Some of them will be testifying tomorrow, and they expect a resolution by then, too.
“We want the trial to be about the people on the bus, not the people under the bus,” said defendant Steve Johnston after leaving court this afternoon.
In her opening statement, Cowan said we need to look at the bigger picture, and really analyse the injustices that go on in the Streamline proceedings. She referred to it as a failure of the country’s judicial system.
The attorneys for the state merely presented a recap of what took place that morning. Their second witness today was one of the bus drivers, who said his first reaction the day of the protest was to grab his gun, because he didn’t know what was going on. He’s transported drug cartel members in the past, and seeing a vehicle abruptly stop in front of him freaked him out.
The judge also heard from Tucson Police Department agents who were on the scene that day. The prosecution has two more witnesses and then it’s the defense’s turn to share their side of the story, Johnston says.
While the state is putting the activists on trial, the activists hope to put Streamline on trial, instead.
In the early morning of Oct. 11, 2013, two prison buses carrying roughly 70 detained undocumented immigrants suspended their journey to the Evo A. DeConcini U.S. Courthouse in downtown Tucson, after a white SUV stopped in front of the first bus on the I-10. Protesters surrounded the buses.
They chained themselves together to the frontal tires using dragon sleeves, PVC pipes covering their arms, and immobilized themselves for hours. Streamline was interrupted for that whole day. Nine of the undocumented immigrants on the buses faced the proceedings the next day and the rest were deported without facing time in detention.
Operation Streamline began in Del Rio, Texas back in 2005. It made its way to Tucson three years later, and now operates in a total of seven border cities.
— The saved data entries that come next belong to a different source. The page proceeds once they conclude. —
//! Content stores - where post sources come from

use async_trait::async_trait;
use std::collections::HashMap;
use std::io::ErrorKind;
use std::path::{Path, PathBuf};
use walkdir::WalkDir;

use super::{LoadError, Slug};

/// Read-only lookup of post sources keyed by slug
#[async_trait]
pub trait ContentStore: Send + Sync {
    /// Raw source text of the post with this slug
    async fn read(&self, slug: &Slug) -> Result<String, LoadError>;

    /// Every slug the store can serve, sorted
    async fn slugs(&self) -> Result<Vec<Slug>, LoadError>;
}

/// One file per post, named `<slug>.<extension>`, in a single directory
#[derive(Debug, Clone)]
pub struct DirStore {
    dir: PathBuf,
    extension: String,
}

impl DirStore {
    pub fn new<P: AsRef<Path>>(dir: P, extension: &str) -> Self {
        Self {
            dir: dir.as_ref().to_path_buf(),
            extension: extension.trim_start_matches('.').to_string(),
        }
    }

    /// Path of the content file for a slug
    pub fn path_for(&self, slug: &Slug) -> PathBuf {
        self.dir.join(format!("{}.{}", slug, self.extension))
    }

    fn slug_of(&self, path: &Path) -> Option<Slug> {
        let has_extension = path
            .extension()
            .and_then(|e| e.to_str())
            .map(|e| e == self.extension)
            .unwrap_or(false);
        if !has_extension {
            return None;
        }

        path.file_stem()
            .and_then(|s| s.to_str())
            .and_then(|s| Slug::parse(s).ok())
    }
}

#[async_trait]
impl ContentStore for DirStore {
    async fn read(&self, slug: &Slug) -> Result<String, LoadError> {
        let path = self.path_for(slug);
        tracing::debug!("Reading {:?}", path);

        match tokio::fs::read_to_string(&path).await {
            Ok(source) => Ok(source),
            Err(e) if e.kind() == ErrorKind::NotFound => Err(LoadError::NotFound(slug.to_string())),
            Err(source) => Err(LoadError::Read {
                slug: slug.to_string(),
                source,
            }),
        }
    }

    async fn slugs(&self) -> Result<Vec<Slug>, LoadError> {
        let store = self.clone();
        let listed = tokio::task::spawn_blocking(move || {
            if !store.dir.exists() {
                return Vec::new();
            }

            WalkDir::new(&store.dir)
                .min_depth(1)
                .max_depth(1)
                .follow_links(true)
                .into_iter()
                .filter_map(|e| e.ok())
                .filter(|e| e.file_type().is_file())
                .filter_map(|e| store.slug_of(e.path()))
                .collect::<Vec<_>>()
        })
        .await;

        let mut slugs = listed.map_err(|e| LoadError::Read {
            slug: self.dir.display().to_string(),
            source: std::io::Error::new(ErrorKind::Other, e),
        })?;
        slugs.sort();
        Ok(slugs)
    }
}

/// Post sources held in memory
#[derive(Debug, Clone, Default)]
pub struct MemoryStore {
    posts: HashMap<Slug, String>,
}

impl MemoryStore {
    pub fn new() -> Self {
        Self::default()
    }

    /// Add or replace a post source
    pub fn insert(&mut self, slug: Slug, source: impl Into<String>) -> Option<String> {
        self.posts.insert(slug, source.into())
    }

    /// Builder-style [`MemoryStore::insert`] for string slugs
    pub fn with_post(mut self, slug: &str, source: impl Into<String>) -> Result<Self, LoadError> {
        self.insert(Slug::parse(slug)?, source);
        Ok(self)
    }
}

#[async_trait]
impl ContentStore for MemoryStore {
    async fn read(&self, slug: &Slug) -> Result<String, LoadError> {
        self.posts
            .get(slug)
            .cloned()
            .ok_or_else(|| LoadError::NotFound(slug.to_string()))
    }

    async fn slugs(&self) -> Result<Vec<Slug>, LoadError> {
        let mut slugs: Vec<_> = self.posts.keys().cloned().collect();
        slugs.sort();
        Ok(slugs)
    }
}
After migrants are apprehended by the Border Patrol, oftentimes while crossing the Sonoran Desert, some are put in temporary detention facilities and others forced to sign paperwork in English, which they do not understand, resulting in their immediate deportation back to Mexico, Guatemala, El Salvador and other countries.
The ones who are “chosen” to be prosecuted in federal court get less than 20 minutes to talk to a public defender—if you can call them that. These people are shackled and given no option but to plead guilty to illegal entry. Judges sentence them to up to six months in prison, and they are then deported, except now with a federal criminal record.
“Despite long histories of human rights abuses and substandard conditions, private prison companies receive millions of taxpayer dollars for incarcerating immigrants through Streamline,” a handout by the End Operation Streamline Coalition, the American Friends Service Committee and No More Deaths says. There was a Streamline information table outside the Pima County Consolidated Justice Courthouse, where volunteers handed out anti-Streamline pins, stickers and pamphlets.
That same October day, six other activists chained themselves to block the courthouse parking lot entrance. Last year, they were found guilty of disorderly conduct on federal property and failure to follow the direction of a federal police officer.
Defendant Gabriel Schivone—also a Tucson writer, blogger and journalist––wrote a beautiful piece on the Huffington Post today:
Operation Streamline is all about besmirching migrants as criminals instead of processing their cases through civil or administrative immigration courts, as in the past. Much thanks to Streamline, now Latinos represent more than half of all those sentenced to federal prisons. As of 2012, more than 200,000 people had been prosecuted through Streamline-related enforcement throughout the Southwest and U.S. interior since the program’s onset in 2005—with 74,000 prosecutions in Tucson alone since Jan., 2008. The numbers are, today, much higher and a rising boon to private prison corporations like Geo Group and Corrections Corporation of America. If the “security” package of the Senate’s immigration reform proposal passes the House—a “common sense” bill, according to President Obama—it will expand Streamline by 300 percent.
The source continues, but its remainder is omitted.